- What the exercise asks: Look through the material below and say how many of its lines carry the string "types". Only the number should be given.

- Data to examine:
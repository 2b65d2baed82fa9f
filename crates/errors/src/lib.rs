#![warn(mismatched_lifetime_syntaxes)]
#![deny(clippy::pedantic, unsafe_code)]
#![allow(clippy::module_name_repetitions)]

//! Error types for distsign
//!
//! This crate provides fine-grained error types organized by domain.
//! Transport failures ([`FetchError`]) are kept apart from cryptographic
//! failures ([`TrustError`], [`ParseError`], [`VerificationError`]) so that
//! callers can tell a flaky network from a tampered server.

use std::borrow::Cow;

use thiserror::Error;

pub mod bundle;
pub mod config;
pub mod fetch;
pub mod key;
pub mod signing;

// Re-export all error types at the root
pub use bundle::ParseError;
pub use config::ConfigError;
pub use fetch::FetchError;
pub use key::{KeyEncodingError, KeyError};
pub use signing::{TrustError, VerificationError};

/// Generic error type for cross-crate boundaries
#[derive(Debug, Clone, Error)]
#[cfg_attr(feature = "serde", derive(serde::Serialize, serde::Deserialize))]
pub enum Error {
    #[error("key error: {0}")]
    Key(#[from] KeyError),

    #[error("fetch error: {0}")]
    Fetch(#[from] FetchError),

    #[error("trust error: {0}")]
    Trust(#[from] TrustError),

    #[error("bundle parse error: {0}")]
    Parse(#[from] ParseError),

    #[error("verification error: {0}")]
    Verification(#[from] VerificationError),

    #[error("config error: {0}")]
    Config(#[from] ConfigError),

    #[error("internal error: {0}")]
    Internal(String),

    #[error("I/O error: {message}")]
    Io {
        #[cfg_attr(feature = "serde", serde(with = "io_kind_as_str"))]
        kind: std::io::ErrorKind,
        message: String,
        #[cfg_attr(feature = "serde", serde(with = "opt_path_buf"))]
        path: Option<std::path::PathBuf>,
    },
}

impl Error {
    /// Create an internal error with a message
    pub fn internal(msg: impl Into<String>) -> Self {
        Self::Internal(msg.into())
    }

    /// Create an Io error with an associated path
    pub fn io_with_path(err: &std::io::Error, path: impl Into<std::path::PathBuf>) -> Self {
        Self::Io {
            kind: err.kind(),
            message: err.to_string(),
            path: Some(path.into()),
        }
    }

    /// Whether this error is a failed trust decision rather than an
    /// ordinary I/O or transport failure.
    #[must_use]
    pub fn is_security_failure(&self) -> bool {
        matches!(
            self,
            Error::Trust(_) | Error::Parse(_) | Error::Verification(_)
        )
    }
}

impl From<std::io::Error> for Error {
    fn from(err: std::io::Error) -> Self {
        Self::Io {
            kind: err.kind(),
            message: err.to_string(),
            path: None,
        }
    }
}

/// Result type alias for distsign operations
pub type Result<T> = std::result::Result<T, Error>;

/// Minimal interface for rendering user-facing error information without
/// requiring heavyweight envelopes.
pub trait UserFacingError {
    /// Short message suitable for CLI output.
    fn user_message(&self) -> Cow<'_, str>;

    /// Optional remediation hint.
    fn user_hint(&self) -> Option<&'static str> {
        None
    }

    /// Whether retrying the same operation is likely to succeed.
    fn is_retryable(&self) -> bool {
        false
    }

    /// Stable error code for analytics / structured reporting.
    fn user_code(&self) -> Option<&'static str> {
        None
    }
}

impl UserFacingError for Error {
    fn user_message(&self) -> Cow<'_, str> {
        match self {
            Error::Fetch(err) => err.user_message(),
            Error::Trust(err) => err.user_message(),
            Error::Verification(err) => err.user_message(),
            Error::Io { message, .. } => Cow::Owned(message.clone()),
            _ => Cow::Owned(self.to_string()),
        }
    }

    fn user_hint(&self) -> Option<&'static str> {
        match self {
            Error::Key(err) => err.user_hint(),
            Error::Fetch(err) => err.user_hint(),
            Error::Trust(err) => err.user_hint(),
            Error::Parse(err) => err.user_hint(),
            Error::Verification(err) => err.user_hint(),
            Error::Config(err) => err.user_hint(),
            _ => None,
        }
    }

    fn is_retryable(&self) -> bool {
        match self {
            Error::Fetch(err) => err.is_retryable(),
            Error::Io { .. } => true,
            _ => false,
        }
    }

    fn user_code(&self) -> Option<&'static str> {
        match self {
            Error::Key(err) => err.user_code(),
            Error::Fetch(err) => err.user_code(),
            Error::Trust(err) => err.user_code(),
            Error::Parse(err) => err.user_code(),
            Error::Verification(err) => err.user_code(),
            Error::Config(err) => err.user_code(),
            Error::Internal(_) => Some("error.internal"),
            Error::Io { .. } => Some("error.io"),
        }
    }
}

// Serde helper modules for optional path and io::ErrorKind as string
#[cfg(feature = "serde")]
mod io_kind_as_str {
    use serde::{Deserialize, Deserializer, Serializer};
    #[allow(clippy::trivially_copy_pass_by_ref)]
    pub fn serialize<S>(kind: &std::io::ErrorKind, s: S) -> Result<S::Ok, S::Error>
    where
        S: Serializer,
    {
        s.serialize_str(&format!("{kind:?}"))
    }
    pub fn deserialize<'de, D>(deserializer: D) -> Result<std::io::ErrorKind, D::Error>
    where
        D: Deserializer<'de>,
    {
        let s = String::deserialize(deserializer)?;
        // Best effort mapping; default to Other
        Ok(match s.as_str() {
            "NotFound" => std::io::ErrorKind::NotFound,
            "PermissionDenied" => std::io::ErrorKind::PermissionDenied,
            "AlreadyExists" => std::io::ErrorKind::AlreadyExists,
            "InvalidInput" => std::io::ErrorKind::InvalidInput,
            "InvalidData" => std::io::ErrorKind::InvalidData,
            "TimedOut" => std::io::ErrorKind::TimedOut,
            "WriteZero" => std::io::ErrorKind::WriteZero,
            "Interrupted" => std::io::ErrorKind::Interrupted,
            "Unsupported" => std::io::ErrorKind::Unsupported,
            "UnexpectedEof" => std::io::ErrorKind::UnexpectedEof,
            "StorageFull" => std::io::ErrorKind::StorageFull,
            _ => std::io::ErrorKind::Other,
        })
    }
}

#[cfg(feature = "serde")]
mod opt_path_buf {
    use serde::{Deserialize, Deserializer, Serializer};
    #[allow(clippy::ref_option)]
    pub fn serialize<S>(path: &Option<std::path::PathBuf>, s: S) -> Result<S::Ok, S::Error>
    where
        S: Serializer,
    {
        match path {
            Some(pb) => s.serialize_some(&pb.display().to_string()),
            None => s.serialize_none(),
        }
    }
    pub fn deserialize<'de, D>(deserializer: D) -> Result<Option<std::path::PathBuf>, D::Error>
    where
        D: Deserializer<'de>,
    {
        let opt = Option::<String>::deserialize(deserializer)?;
        Ok(opt.map(std::path::PathBuf::from))
    }
}
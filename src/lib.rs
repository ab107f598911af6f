// SPDX-License-Identifier: GPL-3.0-only
// Copyright (C) 2025 Brian Hetro <whee@smaertness.net>

//! Convert Doxygen XML documentation dumps to cross-linked Markdown.
//!
//! This crate reads the XML files Doxygen writes for a C++ library and
//! renders them as a small set of Markdown pages: an index, one list per
//! category, a file inventory and a detail page for every class.
//!
//! # Overview
//!
//! A run is a single pass:
//!
//! 1. Each XML document is parsed into flat records
//! 2. The records are folded into a [`corpus::Corpus`]
//! 3. Records are grouped by namespace and rendered to pages
//! 4. The pages are written to the output directory
//!
//! # Example
//!
//! ```no_run
//! use doxy2md::{corpus, pages, renderer, writer};
//! use std::path::Path;
//!
//! let ingest = corpus::ingest_dir(Path::new("xml"));
//! let site = pages::compose_site(
//!     &ingest.corpus,
//!     &ingest.files,
//!     &renderer::RenderOptions::default(),
//! );
//! writer::write_pages(Path::new("markdown_docs"), &site).unwrap();
//! ```
//!
//! # Modules
//!
//! - [`parser`]: record extraction from a single XML document
//! - [`corpus`]: aggregation of records across an input directory
//! - [`group`]: namespace grouping and ordering
//! - [`renderer`]: Markdown for individual records
//! - [`pages`]: whole-page composition
//! - [`writer`]: output to disk

#![deny(missing_docs)]

pub mod corpus;
pub mod group;
pub mod pages;
pub mod parser;
pub mod renderer;
pub mod writer;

- Response area: 3